Real time body camera system – Server Storage – part 3

In the last two parts of this series, we discussed our network protocol and the architecture of our body camera system. We shall discuss our backend recording and streamers service in this final part. After that, we shall present the budget we burnt for this MVP, and finally, we shall discuss why it did not work.

There are multiple server video streaming solutions across the market. Unfortunately, most of them require installing new desktop software or plugins. At the same time, we saw that no video storage format is codec agnostic and could support multiple frames using different codecs. All these weaknesses forced us to develop our storage format for our videos. After a reasonable amount of time of thinking about what would be the format we need for this kind of work, we formulated the following requirements:

  • Blazing fast append: We wanted to write down the incoming frames as fast as possible. Every slowdown of reindexing the frames would decrease performance and increase the cost.
  • File-based:  Storing a significant amount of data into a database is the wrong approach for media-based files. So the file format had to be binary based. Because of the previous requirement, we had to skip the index. Every index recalculation would end up in a lousy performance.
  • To support telemetry: We did not stream only video and audio data, but we also streamed telemetry. There had to be a way to stream its frames as well. Plus, there were use cases in which the user of the body camera could want to stream only telemetry, but not video.
  • Websocket streaming: Since we can not support another streaming format, we decided that streaming from our server to the web browser clients in the headquarters will be based on WebSockets. To do this properly, we had to implement our video player.

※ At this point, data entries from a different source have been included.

/// Errors surfaced by a [`crate::WalletProvider`] implementation.
#[derive(Debug, thiserror::Error)]
pub enum ProviderError {
    #[error("no wallet provider is reachable")]
    Unavailable,
    /// The user or the wallet declined the request.
    #[error("{0}")]
    Rejected(String),
    #[error("rpc error: {0}")]
    Rpc(String),
}

/// Errors surfaced by [`crate::WalletSession::connect`].
#[derive(Debug, thiserror::Error)]
pub enum WalletError {
    #[error("no browser wallet is available; install one to connect")]
    Unavailable,
    #[error("wallet connection rejected: {reason}")]
    Rejected { reason: String },
}
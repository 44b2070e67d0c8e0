//! Scriptable in-memory [`WalletProvider`] for tests.
//!
//! Defaults to a reachable wallet with no granted accounts on chain 1; tests
//! script the interesting behavior (rejections, failures, held
//! confirmations, pushed events) through the builder-style setters.

use std::sync::{
    Arc,
    atomic::{AtomicBool, AtomicUsize, Ordering},
};

use alloy_primitives::{Address, ChainId, TxHash};
use async_trait::async_trait;
use parking_lot::Mutex;
use tokio::sync::{Notify, mpsc};

use crate::{
    error::ProviderError,
    provider::{DeploymentRequest, PendingDeployment, WalletEvent, WalletProvider},
};

#[derive(Clone)]
pub struct MockProvider {
    inner: Arc<Inner>,
}

struct Inner {
    available: bool,
    accounts: Mutex<Vec<Address>>,
    chain_id: Mutex<ChainId>,
    reject_accounts: Mutex<Option<String>>,
    fail_submission: Mutex<Option<String>>,
    fail_confirmation: Mutex<Option<String>>,
    contract_address: Address,
    hold_confirmations: AtomicBool,
    release: Notify,
    account_requests: AtomicUsize,
    submissions: AtomicUsize,
    last_request: Mutex<Option<DeploymentRequest>>,
    subscribers: Mutex<Vec<mpsc::UnboundedSender<WalletEvent>>>,
}

impl Default for MockProvider {
    fn default() -> Self {
        Self::new()
    }
}

impl MockProvider {
    pub fn new() -> Self {
        Self::with_availability(true)
    }

    /// A provider that behaves as if no wallet extension is installed.
    pub fn unavailable() -> Self {
        Self::with_availability(false)
    }

    fn with_availability(available: bool) -> Self {
        Self {
            inner: Arc::new(Inner {
                available,
                accounts: Mutex::new(Vec::new()),
                chain_id: Mutex::new(1),
                reject_accounts: Mutex::new(None),
                fail_submission: Mutex::new(None),
                fail_confirmation: Mutex::new(None),
                contract_address: Address::random(),
                hold_confirmations: AtomicBool::new(false),
                release: Notify::new(),
                account_requests: AtomicUsize::new(0),
                submissions: AtomicUsize::new(0),
                last_request: Mutex::new(None),
                subscribers: Mutex::new(Vec::new()),
            }),
        }
    }

    pub fn with_accounts(self, accounts: Vec<Address>) -> Self {
        *self.inner.accounts.lock() = accounts;
        self
    }

    pub fn with_chain(self, chain_id: ChainId) -> Self {
        *self.inner.chain_id.lock() = chain_id;
        self
    }

    /// Script the next `eth_requestAccounts` to be declined.
    pub fn reject_next_accounts(&self, reason: &str) {
        *self.inner.reject_accounts.lock() = Some(reason.to_string());
    }

    /// Script every submission to fail before a transaction exists.
    pub fn fail_submission(&self, reason: &str) {
        *self.inner.fail_submission.lock() = Some(reason.to_string());
    }

    /// Script confirmations to fail after submission.
    pub fn fail_confirmation(&self, reason: &str) {
        *self.inner.fail_confirmation.lock() = Some(reason.to_string());
    }

    /// Keep confirmations pending until [`MockProvider::release_confirmations`].
    pub fn hold_confirmations(&self) {
        self.inner.hold_confirmations.store(true, Ordering::SeqCst);
    }

    pub fn release_confirmations(&self) {
        self.inner.hold_confirmations.store(false, Ordering::SeqCst);
        self.inner.release.notify_waiters();
    }

    /// Push a wallet notification to every subscriber.
    pub fn emit(&self, event: WalletEvent) {
        self.inner.subscribers.lock().retain(|tx| tx.send(event.clone()).is_ok());
    }

    /// The address every confirmed deployment resolves to.
    pub fn contract_address(&self) -> Address {
        self.inner.contract_address
    }

    pub fn account_request_count(&self) -> usize {
        self.inner.account_requests.load(Ordering::SeqCst)
    }

    pub fn submission_count(&self) -> usize {
        self.inner.submissions.load(Ordering::SeqCst)
    }

    /// The most recent deployment request the provider saw.
    pub fn last_request(&self) -> Option<DeploymentRequest> {
        self.inner.last_request.lock().clone()
    }
}

#[async_trait]
impl WalletProvider for MockProvider {
    fn is_available(&self) -> bool {
        self.inner.available
    }

    async fn request_accounts(&self) -> Result<Vec<Address>, ProviderError> {
        self.inner.account_requests.fetch_add(1, Ordering::SeqCst);
        if let Some(reason) = self.inner.reject_accounts.lock().take() {
            return Err(ProviderError::Rejected(reason));
        }
        Ok(self.inner.accounts.lock().clone())
    }

    async fn chain_id(&self) -> Result<ChainId, ProviderError> {
        Ok(*self.inner.chain_id.lock())
    }

    fn subscribe(&self) -> mpsc::UnboundedReceiver<WalletEvent> {
        let (tx, rx) = mpsc::unbounded_channel();
        self.inner.subscribers.lock().push(tx);
        rx
    }

    async fn submit_deployment(
        &self,
        request: DeploymentRequest,
    ) -> Result<PendingDeployment, ProviderError> {
        self.inner.submissions.fetch_add(1, Ordering::SeqCst);
        *self.inner.last_request.lock() = Some(request);
        if let Some(reason) = self.inner.fail_submission.lock().clone() {
            return Err(ProviderError::Rejected(reason));
        }
        Ok(PendingDeployment { tx_hash: TxHash::random() })
    }

    async fn await_confirmation(
        &self,
        _pending: &PendingDeployment,
    ) -> Result<Address, ProviderError> {
        loop {
            let released = self.inner.release.notified();
            if !self.inner.hold_confirmations.load(Ordering::SeqCst) {
                break;
            }
            released.await;
        }
        if let Some(reason) = self.inner.fail_confirmation.lock().clone() {
            return Err(ProviderError::Rpc(reason));
        }
        Ok(self.inner.contract_address)
    }
}
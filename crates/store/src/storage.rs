use std::{
    collections::HashMap,
    io,
    path::PathBuf,
    sync::Arc,
};

use parking_lot::Mutex;

/// Persistence failure. The only thing that can go wrong at this boundary is
/// the backing medium being unavailable.
#[derive(Debug, thiserror::Error)]
pub enum StorageError {
    #[error("storage unavailable: {0}")]
    Unavailable(String),
}

/// Minimal byte-string key/value boundary the record store persists through.
///
/// `read` of an absent key is `Ok(None)`, not an error.
pub trait RecordStorage: Send + Sync {
    fn read(&self, key: &str) -> Result<Option<Vec<u8>>, StorageError>;
    fn write(&self, key: &str, value: &[u8]) -> Result<(), StorageError>;
}

/// In-memory backend for tests and embedding.
#[derive(Clone, Debug, Default)]
pub struct MemoryStorage {
    entries: Arc<Mutex<HashMap<String, Vec<u8>>>>,
}

impl RecordStorage for MemoryStorage {
    fn read(&self, key: &str) -> Result<Option<Vec<u8>>, StorageError> {
        Ok(self.entries.lock().get(key).cloned())
    }

    fn write(&self, key: &str, value: &[u8]) -> Result<(), StorageError> {
        self.entries.lock().insert(key.to_string(), value.to_vec());
        Ok(())
    }
}

/// File backend: each key persists as `<dir>/<key>.json`.
#[derive(Clone, Debug)]
pub struct JsonFileStorage {
    dir: PathBuf,
}

impl JsonFileStorage {
    pub fn new(dir: impl Into<PathBuf>) -> Self {
        Self { dir: dir.into() }
    }

    fn path_for(&self, key: &str) -> PathBuf {
        self.dir.join(format!("{key}.json"))
    }
}

impl RecordStorage for JsonFileStorage {
    fn read(&self, key: &str) -> Result<Option<Vec<u8>>, StorageError> {
        match std::fs::read(self.path_for(key)) {
            Ok(bytes) => Ok(Some(bytes)),
            Err(err) if err.kind() == io::ErrorKind::NotFound => Ok(None),
            Err(err) => Err(StorageError::Unavailable(err.to_string())),
        }
    }

    fn write(&self, key: &str, value: &[u8]) -> Result<(), StorageError> {
        std::fs::create_dir_all(&self.dir)
            .map_err(|err| StorageError::Unavailable(err.to_string()))?;
        std::fs::write(self.path_for(key), value)
            .map_err(|err| StorageError::Unavailable(err.to_string()))
    }
}

#[cfg(test)]
mod tests {
    use super::*;

    #[test]
    fn memory_storage_round_trips() {
        let storage = MemoryStorage::default();
        assert_eq!(storage.read("k").unwrap(), None);
        storage.write("k", b"payload").unwrap();
        assert_eq!(storage.read("k").unwrap().as_deref(), Some(&b"payload"[..]));
    }

    #[test]
    fn file_storage_creates_parent_dirs() {
        let dir = tempfile::tempdir().unwrap();
        let storage = JsonFileStorage::new(dir.path().join("nested/history"));
        assert_eq!(storage.read("deployedTokens").unwrap(), None);

        storage.write("deployedTokens", b"[]").unwrap();
        assert_eq!(storage.read("deployedTokens").unwrap().as_deref(), Some(&b"[]"[..]));
        assert!(dir.path().join("nested/history/deployedTokens.json").exists());
    }
}
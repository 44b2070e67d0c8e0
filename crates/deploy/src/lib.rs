//! # Token deployment coordinator
//!
//! Drives a single ERC-20 deployment attempt through its lifecycle:
//!
//! ```text
//! Idle -> Submitting -> AwaitingConfirmation -> Succeeded | Failed
//! ```
//!
//! The contract parameters (name, symbol, decimals, supply) are fixed
//! configuration in this build, not user input — see [`TokenTemplate`]. The
//! field validation routine is kept as a standalone capability for a future
//! editable-parameters mode.
//!
//! Progress is published as [`DeploymentAttempt`] snapshots through a watch
//! channel; [`DeploymentCoordinator::deploy`] resolves to the terminal
//! [`DeploymentOutcome`]. Exactly one attempt per coordinator may be in
//! flight; the succeeded outcome is the caller's sole trigger for persisting
//! a deployment record.

mod coordinator;
mod error;
mod template;
mod validate;

pub use coordinator::{
    DeploymentAttempt, DeploymentCoordinator, DeploymentOutcome, DeploymentStatus,
};
pub use error::DeployError;
pub use template::{
    TOKEN_DECIMALS, TOKEN_NAME, TOKEN_SYMBOL, TOKEN_TOTAL_SUPPLY, TokenTemplate,
};
pub use validate::{MAX_SAFE_SUPPLY, ValidationError, validate_template};
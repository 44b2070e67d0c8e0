use alloy_primitives::ChainId;

/// Failure modes of a deployment attempt.
///
/// The first three are precondition failures raised before any external call;
/// the last two carry the wallet/chain error from a started attempt.
#[derive(Debug, thiserror::Error)]
pub enum DeployError {
    #[error("wallet is not connected")]
    NotConnected,
    #[error("refusing to deploy to unrecognized network (chain id {0})")]
    UnsupportedNetwork(ChainId),
    #[error("a deployment is already in flight")]
    AlreadyInFlight,
    /// Signing/RPC failure before a transaction existed. No record may be
    /// created.
    #[error("deployment submission failed: {0}")]
    Submission(String),
    /// The transaction was submitted but never confirmed successfully.
    #[error("deployment confirmation failed: {0}")]
    Confirmation(String),
}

Fortunately, if we analyze our network protocol, we can see the following characteristics which will fulfill the requirements:

  • Partitioning: Every network packet has a unique user id and date. And that is enough to determine the filename of the stream uniquely.
  • Counter: Every network packet has a unique counter value, and this value is attached to the date. At the beginning of every day, we moved the counter to zero. If we analyze further the logic of this counter, it could be used as an index key, by which we can sort by time the whole stream.
  • Supports telemetry: Our network protocol supports telemetry by default.
  • Supports WebSockets: We can reuse the same binary message we received from the Android device for WebSocket streaming. The message must be just encoded properly for WebSocket streaming.
You can see the modified version of our frames container on the diagram. It follows the header:body format, where the header represents a metadata structure for the next frame. By iterating the whole file, we could index the metadata into our server’s memory

With the information from the previous bullets, we can define the following logic. We append every incoming packet to its corresponding file on the filesystem, similarly to what pcap is doing with the network packets. At the same time, another process is reading the file and building the index in memory of our service. And the service uses this index to restream the recorded network packets through web sockets to the web browser player.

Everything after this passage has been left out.